Your goal:
In the data below, count how many lines contain "true" and give that number by itself.
──────── Source information ────────
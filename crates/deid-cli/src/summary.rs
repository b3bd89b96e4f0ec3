use comfy_table::modifiers::{UTF8_ROUND_CORNERS, UTF8_SOLID_INNER_BORDERS};
use comfy_table::presets::{UTF8_FULL, UTF8_FULL_CONDENSED};
use comfy_table::{Attribute, Cell, CellAlignment, Color, ContentArrangement, Table};

use deid_core::{Selection, Session};
use deid_ingest::Workbook;
use deid_model::{Column, Dataset, HashedRecord};

use crate::commands::HashOutcome;
use crate::logging::REDACTED_VALUE;

pub fn print_sheets(workbook: &Workbook) {
    println!("Workbook: {}", workbook.name);
    println!("{}", sheets_table(workbook));
}

pub fn print_columns(session: &Session) {
    if let Some(dataset) = session.dataset() {
        print_sheet_header(session, dataset);
        println!("{}", columns_table(dataset, session.selection()));
    }
}

pub fn print_preview(session: &Session, limit: usize, show_data: bool) {
    if let Some(dataset) = session.dataset() {
        print_sheet_header(session, dataset);
        println!("{}", preview_table(dataset, limit, show_data));
        if !show_data {
            println!("Values redacted; pass --show-data to display them.");
        }
    }
}

pub fn print_hash_summary(outcome: &HashOutcome, preview: usize) {
    println!(
        "Sheet: {} (header row {})",
        outcome.sheet_name, outcome.header_row
    );
    println!("Identifier: {}", column_name(&outcome.identifier));
    let selected: Vec<String> = outcome.selected.iter().map(column_name).collect();
    if selected.is_empty() {
        println!("Hashed columns: none");
    } else {
        println!("Hashed columns: {}", selected.join(", "));
    }
    if let Some(separator) = &outcome.separator {
        println!("Separator: {separator:?}");
    }
    if outcome.written {
        println!(
            "Output: {} ({}, {} rows)",
            outcome.output.display(),
            outcome.format,
            outcome.records.len()
        );
    } else {
        println!("Dry run: {} rows hashed, nothing written", outcome.records.len());
    }
    if preview > 0 && !outcome.records.is_empty() {
        println!("{}", hashed_table(&outcome.records, preview));
    }
}

fn print_sheet_header(session: &Session, dataset: &Dataset) {
    println!(
        "Sheet: {} (header row {}, {} rows, {} columns)",
        session.sheet_name().unwrap_or_default(),
        session.header_row().unwrap_or_default(),
        dataset.row_count(),
        dataset.column_count()
    );
}

pub fn sheets_table(workbook: &Workbook) -> Table {
    let mut table = Table::new();
    table.set_header(vec!["#", "Sheet", "Rows", "Columns"]);
    apply_table_style(&mut table);
    align_column(&mut table, 0, CellAlignment::Right);
    align_column(&mut table, 2, CellAlignment::Right);
    align_column(&mut table, 3, CellAlignment::Right);
    for (idx, sheet) in workbook.sheets.iter().enumerate() {
        table.add_row(vec![
            Cell::new(idx + 1),
            Cell::new(&sheet.name),
            Cell::new(sheet.row_count()),
            Cell::new(sheet.width()),
        ]);
    }
    table
}

pub fn columns_table(dataset: &Dataset, selection: Option<&Selection>) -> Table {
    let mut table = Table::new();
    table.set_header(vec!["Key", "Label", "Role"]);
    apply_table_style(&mut table);
    for column in dataset.columns() {
        let role = selection.map(|s| column_role(s, column)).unwrap_or_default();
        table.add_row(vec![
            Cell::new(column.key),
            Cell::new(&column.label),
            Cell::new(role),
        ]);
    }
    table
}

/// First `limit` data rows; non-empty cells are masked unless `show_data`.
pub fn preview_table(dataset: &Dataset, limit: usize, show_data: bool) -> Table {
    let mut table = Table::new();
    table.set_header(dataset.columns().iter().map(column_header));
    apply_table_style(&mut table);
    for row in dataset.rows().iter().take(limit) {
        let cells = dataset.columns().iter().map(|column| {
            match row.get(column.key) {
                Some(value) if show_data => Cell::new(value.render()),
                Some(_) => dim_cell(REDACTED_VALUE),
                None => Cell::new(""),
            }
        });
        table.add_row(cells);
    }
    if dataset.row_count() > limit {
        table.add_row(vec![dim_cell(format!(
            "... {} more rows",
            dataset.row_count() - limit
        ))]);
    }
    table
}

pub fn hashed_table(records: &[HashedRecord], limit: usize) -> Table {
    let mut table = Table::new();
    table.set_header(vec![header_cell("Participant ID"), header_cell("Hash")]);
    apply_summary_table_style(&mut table);
    for record in records.iter().take(limit) {
        let id = match &record.participant_id {
            Some(value) => Cell::new(value.render()),
            None => dim_cell("-"),
        };
        table.add_row(vec![id, Cell::new(&record.digest)]);
    }
    if records.len() > limit {
        table.add_row(vec![
            dim_cell(format!("... {} more", records.len() - limit)),
            dim_cell(""),
        ]);
    }
    table
}

pub fn apply_table_style(table: &mut Table) {
    table
        .load_preset(UTF8_FULL_CONDENSED)
        .apply_modifier(UTF8_ROUND_CORNERS)
        .set_content_arrangement(ContentArrangement::Dynamic)
        .set_width(120);
}

fn apply_summary_table_style(table: &mut Table) {
    table
        .load_preset(UTF8_FULL)
        .apply_modifier(UTF8_ROUND_CORNERS)
        .apply_modifier(UTF8_SOLID_INNER_BORDERS)
        .set_content_arrangement(ContentArrangement::Dynamic);
}

fn align_column(table: &mut Table, index: usize, alignment: CellAlignment) {
    if let Some(column) = table.column_mut(index) {
        column.set_cell_alignment(alignment);
    }
}

fn column_role(selection: &Selection, column: &Column) -> &'static str {
    let identifier = selection.identifier_column() == column.key;
    match (identifier, selection.is_selected(column.key)) {
        (true, true) => "identifier, hashed",
        (true, false) => "identifier",
        (false, true) => "hashed",
        (false, false) => "",
    }
}

/// `Label (colN)`, or just the key for unlabeled columns.
fn column_name(column: &Column) -> String {
    if column.label.is_empty() {
        column.key.to_string()
    } else {
        format!("{} ({})", column.label, column.key)
    }
}

fn column_header(column: &Column) -> String {
    if column.label.is_empty() {
        column.key.to_string()
    } else {
        column.label.clone()
    }
}

fn header_cell(label: &str) -> Cell {
    Cell::new(label)
        .fg(Color::Cyan)
        .add_attribute(Attribute::Bold)
}

fn dim_cell<T: ToString>(value: T) -> Cell {
    Cell::new(value).fg(Color::DarkGrey)
}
────────
Exercise response:
3